I would not use it if it means bypassing the native package management
system, and would be willing to wait for "official" packages rather
than use third-party packages.
Best of all scenarios would be if all the Python programmers used the
same system I did and spit out packages in my favorite format, next
best is having a package built by someone who knows my system just as
well or better than I, then their proxy in the form of a scripted
build, followed by someone I don't know building the package, a
tarball or some other package format I can handle.
The first is a dream, the second could happen now and then if I was
lucky, so I'll try for my third choice (and it sounds like distutils
can handle it).
> > > Other requirements we might lay down up front:
> > >
> > > 1. Should run on all platforms where Python runs.
> > > 2. Must support mirrors on the server side.
> > > 3. Need to include documentation along with source for packages.
> > >
> > > The features related to dependencies and downloads could be handled by a
> > > platform-specific packaging system, but integrating with all of the different
> > > options on all of the different platforms where Python runs increases the
> > > complexity of the new tool.
> > Downloading is independent of the native package management system.
> No, it isn't. Even if *all* the tool does is download things I told it to find
> and write them to the current directory, it has to know what format I like or
> it may download (for example) debian packages for my Mac -- and then I won't
> get useful results from the tool.
Build up the name of the download from the name of the package and
system specific information, just like is done with the names of .deb
and .rpm packages.
> > Complexity is only increased if the new tool thinks it should handle
> > platform/OS/distro specific issues.
> It *must* handle those issues to be useful.

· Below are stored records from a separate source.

//! Bytes at rest: the read-only original a document is opened from and the
//! destination it is written back to. Nothing in here knows about edits.
pub mod mmap;
pub mod save;
pub mod source;
pub use crossbeam_channel::Receiver;

/// Identifies a registered callback so it can be removed again.
#[derive(Clone, Copy, Debug, PartialEq, Eq, Hash)]
pub struct ListenerId(usize);

/// Fans a change event out to callbacks and channel subscribers.
///
/// Callbacks run synchronously, in registration order, on the thread that
/// calls [`Notifier::notify`]. Subscribers receive a clone of the event over
/// an unbounded channel; a subscriber whose receiver was dropped is pruned the
/// next time an event is sent.
pub struct Notifier<E> {
    listeners: Vec<(ListenerId, Box<dyn FnMut(&E)>)>,
    subscribers: Vec<crossbeam_channel::Sender<E>>,
    next_id: usize,
}

impl<E> Default for Notifier<E> {
    fn default() -> Self {
        Self {
            listeners: Vec::new(),
            subscribers: Vec::new(),
            next_id: 0,
        }
    }
}

impl<E> std::fmt::Debug for Notifier<E> {
    fn fmt(&self, f: &mut std::fmt::Formatter<'_>) -> std::fmt::Result {
        f.debug_struct("Notifier")
            .field("listeners", &self.listeners.len())
            .field("subscribers", &self.subscribers.len())
            .finish()
    }
}

impl<E: Clone> Notifier<E> {
    #[must_use]
    pub fn new() -> Self {
        Self::default()
    }

    pub fn on_change(&mut self, listener: impl FnMut(&E) + 'static) -> ListenerId {
        let id = ListenerId(self.next_id);

        self.next_id += 1;
        self.listeners.push((id, Box::new(listener)));

        id
    }

    /// Returns `true` if a listener with this id was registered.
    pub fn remove(&mut self, id: ListenerId) -> bool {
        let before = self.listeners.len();

        self.listeners.retain(|(listener_id, _)| *listener_id != id);

        self.listeners.len() != before
    }

    #[must_use]
    pub fn subscribe(&mut self) -> Receiver<E> {
        let (tx, rx) = crossbeam_channel::unbounded();

        self.subscribers.push(tx);

        rx
    }

    pub fn notify(&mut self, event: &E) {
        for (_, listener) in &mut self.listeners {
            listener(event);
        }

        self.subscribers.retain(|tx| tx.send(event.clone()).is_ok());
    }

    #[inline]
    #[must_use]
    pub fn is_empty(&self) -> bool {
        self.listeners.is_empty() && self.subscribers.is_empty()
    }
}
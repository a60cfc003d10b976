//! The edit buffer behind a hex editor: a piece table over immutable
//! original bytes, linear undo/redo, and byte-pattern search.
pub mod config;
pub mod controller;
pub mod enums;
pub mod errors;
pub mod history;
pub mod piece_table;
pub mod search;
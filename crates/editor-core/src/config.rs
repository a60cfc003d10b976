/// Tunables for an [`EditController`](crate::controller::EditController).
#[derive(Clone, Debug, PartialEq, Eq)]
pub struct EditorConfig {
    /// Bytes reserved up front for the added buffer.
    pub added_capacity: usize,
    /// A search stops after this many matches and returns what it found.
    pub search_match_limit: usize,
}

impl Default for EditorConfig {
    fn default() -> Self {
        Self {
            added_capacity: crate::piece_table::BASELINE_CAPACITY,
            search_match_limit: DEFAULT_SEARCH_MATCH_LIMIT,
        }
    }
}

pub const DEFAULT_SEARCH_MATCH_LIMIT: usize = 100_000;
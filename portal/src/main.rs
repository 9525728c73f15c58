use portal::{Application, PortalSettings, telemetry};

#[tokio::main]
async fn main() -> anyhow::Result<()> {
    telemetry::init_subscriber();
    let settings = PortalSettings::get_configuration()?;

    let app = Application::build(settings).await?;
    app.run_until_stopped().await?;

    Ok(())
}
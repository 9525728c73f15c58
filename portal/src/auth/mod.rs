pub mod gate;
pub mod policy;
pub mod session;

pub use gate::{AuthorizedSession, role_gate};
pub use policy::{Decision, DenyReason, GateState, authorize};
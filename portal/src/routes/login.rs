use actix_session::{Session, SessionInsertError};
use actix_web::{
    HttpResponse,
    error::InternalError,
    http::StatusCode,
    web::{Data, Form, Query},
};
use chrono::Utc;
use models::{Credentials, SessionAuth, Theme, UserEmail};
use serde::Deserialize;
use tracing::{info, instrument, warn};
use validator::Validate;

use crate::auth::session::{SessionTtl, establish, forget_auth, theme_preference};
use crate::backend::{BackendClient, BackendError};
use crate::error::error_chain_fmt;
use crate::render::{escape, html, inline_error, page};
use crate::routes::{first_message, see_other};
use crate::theme::ThemeState;

pub const AUTHENTICATION_FAILED: &str = "Authentication failed. Please try again.";
pub const GENERIC_FAILURE: &str = "Something went wrong. Please try again later.";
pub const REGISTERED_NOTICE: &str = "Account created. Please sign in.";

#[derive(thiserror::Error)]
pub enum LoginError {
    #[error("{0}")]
    Validation(String),

    #[error("Backend refused the credentials")]
    InvalidCredentials(#[source] BackendError),

    #[error("Credential exchange failed")]
    Backend(#[source] BackendError),

    #[error(transparent)]
    SessionInsertError(#[from] SessionInsertError),
}

impl std::fmt::Debug for LoginError {
    fn fmt(&self, f: &mut std::fmt::Formatter<'_>) -> std::fmt::Result {
        error_chain_fmt(self, f)
    }
}

impl LoginError {
    fn user_message(&self) -> &str {
        match self {
            Self::Validation(message) => message.as_str(),
            Self::InvalidCredentials(_) => AUTHENTICATION_FAILED,
            Self::Backend(_) | Self::SessionInsertError(_) => GENERIC_FAILURE,
        }
    }
}

impl From<BackendError> for LoginError {
    fn from(e: BackendError) -> Self {
        if e.is_unauthorized() {
            Self::InvalidCredentials(e)
        } else {
            Self::Backend(e)
        }
    }
}

impl LoginError {
    fn status_code(&self) -> StatusCode {
        match self {
            Self::Validation(_) => StatusCode::BAD_REQUEST,
            Self::InvalidCredentials(_) => StatusCode::UNAUTHORIZED,
            Self::Backend(_) => StatusCode::BAD_GATEWAY,
            Self::SessionInsertError(_) => StatusCode::INTERNAL_SERVER_ERROR,
        }
    }

    /// The login page showing this error, rendered in `theme`.
    fn into_page(self, theme: Theme) -> InternalError<Self> {
        let page = html(
            self.status_code(),
            login_page(theme, Some(self.user_message()), None),
        );
        InternalError::from_response(self, page)
    }
}

#[derive(Deserialize, Validate)]
pub struct LoginForm {
    email: String,
    #[validate(length(min = 1, message = "Password is required."))]
    password: String,
}

impl LoginForm {
    /// Client-side checks; nothing reaches the backend unless they pass.
    fn parse(self) -> Result<Credentials, LoginError> {
        let email = UserEmail::parse(&self.email).map_err(LoginError::Validation)?;
        self.validate()
            .map_err(|e| LoginError::Validation(first_message(&e)))?;
        Ok(Credentials {
            email,
            password: self.password,
        })
    }
}

#[derive(Deserialize)]
pub struct LoginQuery {
    registered: Option<String>,
}

pub fn login_page(theme: Theme, error: Option<&str>, notice: Option<&str>) -> String {
    let error = error.map(inline_error).unwrap_or_default();
    let notice = notice
        .map(|notice| format!(r#"<p class="notice">{}</p>"#, escape(notice)))
        .unwrap_or_default();
    let body = format!(
        r#"<h1>Sign in</h1>
{notice}{error}
<form method="post" action="/login">
<label>Email <input type="email" name="email" required></label>
<label>Password <input type="password" name="password" required></label>
<button type="submit">Sign in</button>
</form>
<p>No account yet? <a href="/register">Register</a></p>"#
    );
    page("Sign in", theme, None, &body)
}

pub async fn login_form(
    query: Query<LoginQuery>,
    session: Session,
    theme_state: Data<ThemeState>,
) -> HttpResponse {
    let theme = theme_state.resolve(theme_preference(&session));
    let notice = query.registered.as_ref().map(|_| REGISTERED_NOTICE);
    html(StatusCode::OK, login_page(theme, None, notice))
}

async fn sign_in(
    form: LoginForm,
    backend: &BackendClient,
    session: &Session,
    ttl: &SessionTtl,
) -> Result<SessionAuth, LoginError> {
    let credentials = form.parse()?;
    let response = backend.authenticate(&credentials).await?;
    let auth = SessionAuth::issue(response.user, response.token, ttl.0, Utc::now());
    establish(session, &auth)?;
    Ok(auth)
}

/// Exchanges credentials for a session. Any failure leaves the client
/// without a session and re-renders the login page with the reason.
#[instrument(
    skip(form, backend, session, ttl, theme_state),
    fields(user_id = tracing::field::Empty)
)]
pub async fn login(
    form: Form<LoginForm>,
    backend: Data<BackendClient>,
    session: Session,
    ttl: Data<SessionTtl>,
    theme_state: Data<ThemeState>,
) -> Result<HttpResponse, InternalError<LoginError>> {
    match sign_in(form.into_inner(), &backend, &session, &ttl).await {
        Ok(auth) => {
            tracing::Span::current().record("user_id", auth.user_id());
            info!(role = %auth.role(), "Signed in");
            Ok(see_other(auth.role().area()))
        }
        Err(e) => {
            forget_auth(&session);
            warn!(error = ?e, "Sign-in failed");
            let theme = theme_state.resolve(theme_preference(&session));
            Err(e.into_page(theme))
        }
    }
}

Isn't that is a lot of duplicated work.
> > > (How do we handle RPMs on MacOS? How do we handle
> > > HQX files on Win32? What about for Pippy, where files as such might not even
> > > be appropriate? Does Jython have any special requirements?) Do we deal with
> > > this complexity by deciding on a per-platform basis what format to use, or do
> > > we force the user to specify the format they want downloaded?
> > You don't. You give the data to the target system and let it worry
> > about the complexity of packaging.
> What is the "target system," the OS?
The system the python package is being downloaded to.

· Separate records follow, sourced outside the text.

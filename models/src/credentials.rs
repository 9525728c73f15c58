use serde::Serialize;

use crate::{Role, UserEmail};

/// Sign-in input. Forwarded once to the backend and never stored.
#[derive(Serialize)]
pub struct Credentials {
    pub email: UserEmail,
    pub password: String,
}

/// Sign-up input, already validated.
#[derive(Serialize)]
pub struct Registration {
    pub name: String,
    pub email: UserEmail,
    pub password: String,
    pub role: Role,
}

impl std::fmt::Debug for Credentials {
    fn fmt(&self, f: &mut std::fmt::Formatter<'_>) -> std::fmt::Result {
        f.debug_struct("Credentials")
            .field("email", &self.email)
            .field("password", &"[redacted]")
            .finish()
    }
}

impl std::fmt::Debug for Registration {
    fn fmt(&self, f: &mut std::fmt::Formatter<'_>) -> std::fmt::Result {
        f.debug_struct("Registration")
            .field("name", &self.name)
            .field("email", &self.email)
            .field("password", &"[redacted]")
            .field("role", &self.role)
            .finish()
    }
}
use std::path::Path;

use config_loader::{ConfigType, get_configuration};
use models::{ApplicationConfig, BackendConfig, SessionConfig, ThemeConfig};

/// Reads `configuration/{APP_ENV}/portal.yaml`, overridden by
/// `PORTAL_<SECTION>__<KEY>` environment variables.
#[derive(serde::Deserialize, Clone, Debug, ConfigType)]
#[config(name = "portal", env_prefix = "PORTAL")]
pub struct PortalSettings {
    pub application: ApplicationConfig,
    pub backend: BackendConfig,
    pub session: SessionConfig,
    #[serde(default)]
    pub theme: ThemeConfig,
}

impl PortalSettings {
    pub fn get_configuration() -> Result<PortalSettings, config::ConfigError> {
        let base = Path::new("./configuration");
        get_configuration::<PortalSettings>(base)
    }
}
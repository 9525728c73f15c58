use actix_web::{HttpResponse, http::StatusCode};
use models::{SessionAuth, Theme};

pub fn escape(text: &str) -> String {
    let mut escaped = String::with_capacity(text.len());
    for c in text.chars() {
        match c {
            '&' => escaped.push_str("&amp;"),
            '<' => escaped.push_str("&lt;"),
            '>' => escaped.push_str("&gt;"),
            '"' => escaped.push_str("&quot;"),
            '\'' => escaped.push_str("&#39;"),
            _ => escaped.push(c),
        }
    }
    escaped
}

/// Wraps `body` in the shared layout. `body` must already be escaped.
pub fn page(title: &str, theme: Theme, viewer: Option<&SessionAuth>, body: &str) -> String {
    let nav = match viewer {
        Some(auth) => format!(
            r#"<a href="{area}">Dashboard</a> <a href="/courses">Courses</a>
<span class="viewer">{name} ({role})</span>
<form method="post" action="/logout"><button type="submit">Sign out</button></form>"#,
            area = auth.role().area(),
            name = escape(auth.display_name()),
            role = auth.role(),
        ),
        None => r#"<a href="/">Home</a> <a href="/courses">Courses</a> <a href="/login">Sign in</a> <a href="/register">Register</a>"#
            .to_string(),
    };

    format!(
        r#"<!DOCTYPE html>
<html lang="en" data-theme="{theme}">
<head>
<meta charset="UTF-8">
<meta name="viewport" content="width=device-width, initial-scale=1.0">
<title>{title} | Campus</title>
</head>
<body>
<nav>{nav}</nav>
<main>
{body}
</main>
</body>
</html>"#,
        title = escape(title),
    )
}

pub fn html(status: StatusCode, document: String) -> HttpResponse {
    HttpResponse::build(status)
        .content_type("text/html; charset=utf-8")
        .body(document)
}

/// Inline error block shown in place of failed content.
pub fn inline_error(message: &str) -> String {
    format!(r#"<p class="error" role="alert">{}</p>"#, escape(message))
}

> > There is no reason for the archive network to know anything except
> > where to send the data!
> Right, but we do need a client so that users have a way to interact with the
> Wait -- maybe that's where the disconnect is! I'm describing features of the
> system from the client-side view, assuming the network would provide services
> to support those features. It sounds like you are describing features of the
> network. We should determine the requirements from the user perspective first,
> and design something to meet those requirements. Designs for the network
> services will follow from the requirements.

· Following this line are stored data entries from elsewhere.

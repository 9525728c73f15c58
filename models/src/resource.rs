use serde::{Deserialize, Deserializer, Serialize};

/// Backend collections reachable through the portal.
#[derive(Serialize, Deserialize, PartialEq, Eq, Clone, Copy, Debug, Hash)]
#[serde(rename_all = "lowercase")]
pub enum ResourceKind {
    Lessons,
    Assignments,
    Quizzes,
    Exams,
    Courses,
    Events,
    Submissions,
}

impl ResourceKind {
    /// Path segment of the collection on the backend.
    pub fn segment(&self) -> &'static str {
        match self {
            Self::Lessons => "lessons",
            Self::Assignments => "assignments",
            Self::Quizzes => "quizzes",
            Self::Exams => "exams",
            Self::Courses => "courses",
            Self::Events => "events",
            Self::Submissions => "submissions",
        }
    }
}

impl std::fmt::Display for ResourceKind {
    fn fmt(&self, f: &mut std::fmt::Formatter<'_>) -> std::fmt::Result {
        f.write_str(self.segment())
    }
}

#[derive(Deserialize)]
#[serde(untagged)]
enum TextOrNumber {
    Text(String),
    Integer(i64),
    Float(f64),
}

impl From<TextOrNumber> for String {
    fn from(value: TextOrNumber) -> Self {
        match value {
            TextOrNumber::Text(text) => text,
            TextOrNumber::Integer(n) => n.to_string(),
            TextOrNumber::Float(n) => n.to_string(),
        }
    }
}

/// Accepts ids sent either as JSON strings or numbers.
pub fn flexible_id<'de, D: Deserializer<'de>>(deserializer: D) -> Result<String, D::Error> {
    TextOrNumber::deserialize(deserializer).map(String::from)
}

fn optional_text<'de, D: Deserializer<'de>>(deserializer: D) -> Result<Option<String>, D::Error> {
    Option::<TextOrNumber>::deserialize(deserializer).map(|value| value.map(String::from))
}

#[derive(Serialize, Deserialize, Debug, Clone, PartialEq)]
#[serde(rename_all = "camelCase")]
pub struct Course {
    #[serde(deserialize_with = "flexible_id")]
    pub id: String,
    pub title: String,
    #[serde(default)]
    pub code: Option<String>,
    #[serde(default)]
    pub description: Option<String>,
}

#[derive(Serialize, Deserialize, Debug, Clone, PartialEq)]
#[serde(rename_all = "camelCase")]
pub struct Assignment {
    #[serde(deserialize_with = "flexible_id")]
    pub id: String,
    pub title: String,
    #[serde(default)]
    pub course: Option<String>,
    #[serde(default)]
    pub due_date: Option<String>,
}

#[derive(Serialize, Deserialize, Debug, Clone, PartialEq)]
#[serde(rename_all = "camelCase")]
pub struct Event {
    #[serde(deserialize_with = "flexible_id")]
    pub id: String,
    pub title: String,
    #[serde(default)]
    pub date: Option<String>,
    #[serde(default)]
    pub location: Option<String>,
}

#[derive(Serialize, Deserialize, Debug, Clone, PartialEq)]
#[serde(rename_all = "camelCase")]
pub struct Submission {
    #[serde(deserialize_with = "flexible_id")]
    pub id: String,
    #[serde(default)]
    pub assignment: Option<String>,
    #[serde(default)]
    pub student: Option<String>,
    #[serde(default)]
    pub status: Option<String>,
    #[serde(default, deserialize_with = "optional_text")]
    pub grade: Option<String>,
}
use actix_session::Session;
use actix_web::{HttpResponse, http::StatusCode, web::Data};
use chrono::Utc;

use crate::auth::session::{live_auth, theme_preference};
use crate::render::{html, page};
use crate::routes::found;
use crate::theme::ThemeState;

pub async fn home(session: Session, theme_state: Data<ThemeState>) -> HttpResponse {
    if let Some(auth) = live_auth(&session, Utc::now()) {
        return found(auth.role().area());
    }

    let theme = theme_state.resolve(theme_preference(&session));
    let body = r#"<h1>Campus</h1>
<p>Courses, assignments and results in one place.</p>
<p><a href="/courses">Browse courses</a> or <a href="/login">sign in</a> to reach your dashboard.</p>"#;
    html(StatusCode::OK, page("Welcome", theme, None, body))
}
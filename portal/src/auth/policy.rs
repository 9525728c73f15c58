//! The single authorization decision used by every protected entry point.

use chrono::{DateTime, Utc};
use models::{Role, SessionAuth};

#[derive(Debug, Clone, Copy, PartialEq, Eq)]
pub enum DenyReason {
    NoSession,
    Expired,
    RoleMismatch { required: Role, actual: Role },
}

impl std::fmt::Display for DenyReason {
    fn fmt(&self, f: &mut std::fmt::Formatter<'_>) -> std::fmt::Result {
        match self {
            Self::NoSession => write!(f, "no session"),
            Self::Expired => write!(f, "session expired"),
            Self::RoleMismatch { required, actual } => {
                write!(f, "role {actual} cannot enter the {required} area")
            }
        }
    }
}

#[derive(Debug, Clone, Copy, PartialEq, Eq)]
pub enum Decision {
    Allow,
    Deny(DenyReason),
}

/// Allows only a live session whose role is exactly `required`.
pub fn authorize(session: Option<&SessionAuth>, required: Role, now: DateTime<Utc>) -> Decision {
    match session {
        None => Decision::Deny(DenyReason::NoSession),
        Some(auth) if auth.is_expired(now) => Decision::Deny(DenyReason::Expired),
        Some(auth) if auth.role() != required => Decision::Deny(DenyReason::RoleMismatch {
            required,
            actual: auth.role(),
        }),
        Some(_) => Decision::Allow,
    }
}

/// Per-request gate. Starts `Unchecked`; `check` moves it to one of the two
/// terminal states and is a no-op afterwards.
#[derive(Debug, Clone, PartialEq)]
pub enum GateState {
    Unchecked,
    Authorized(SessionAuth),
    Denied(DenyReason),
}

impl GateState {
    pub fn check(self, session: Option<SessionAuth>, required: Role, now: DateTime<Utc>) -> GateState {
        match self {
            GateState::Unchecked => match authorize(session.as_ref(), required, now) {
                Decision::Allow => match session {
                    Some(auth) => GateState::Authorized(auth),
                    None => GateState::Denied(DenyReason::NoSession),
                },
                Decision::Deny(reason) => GateState::Denied(reason),
            },
            terminal => terminal,
        }
    }
}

I see them as two pieces of the same puzzle. The third, and most
important, is the data structure used to represent the python package.
> > > If we're modeling what we're doing based on CPAN, maybe we should look at
> > > that design. What format does CPAN use when downloading Perl packages? What
> > > features does CPAN have that we want? What does it not have that we want?
> > Pros:
> > don't know (long strings of punctuation and symbols give me a headache ;).
> Heh, tell me about it.
> I can't remember now whether CPAN did installations or just downloaded stuff
> and made you figure out how to install it.
> > Cons:
> > Dependencies problems when mixed with modules fetched by other methods.
> Right, so we need a single way of determining, maintaining, and
> resolving dependencies.
Or a way of enabling the native tools so they can do it. I would not
want to accept the job of keeping up with changing packaging standards
for <how many?> different systems, and don't expect that anyone else
would want to (or be able to keep it up).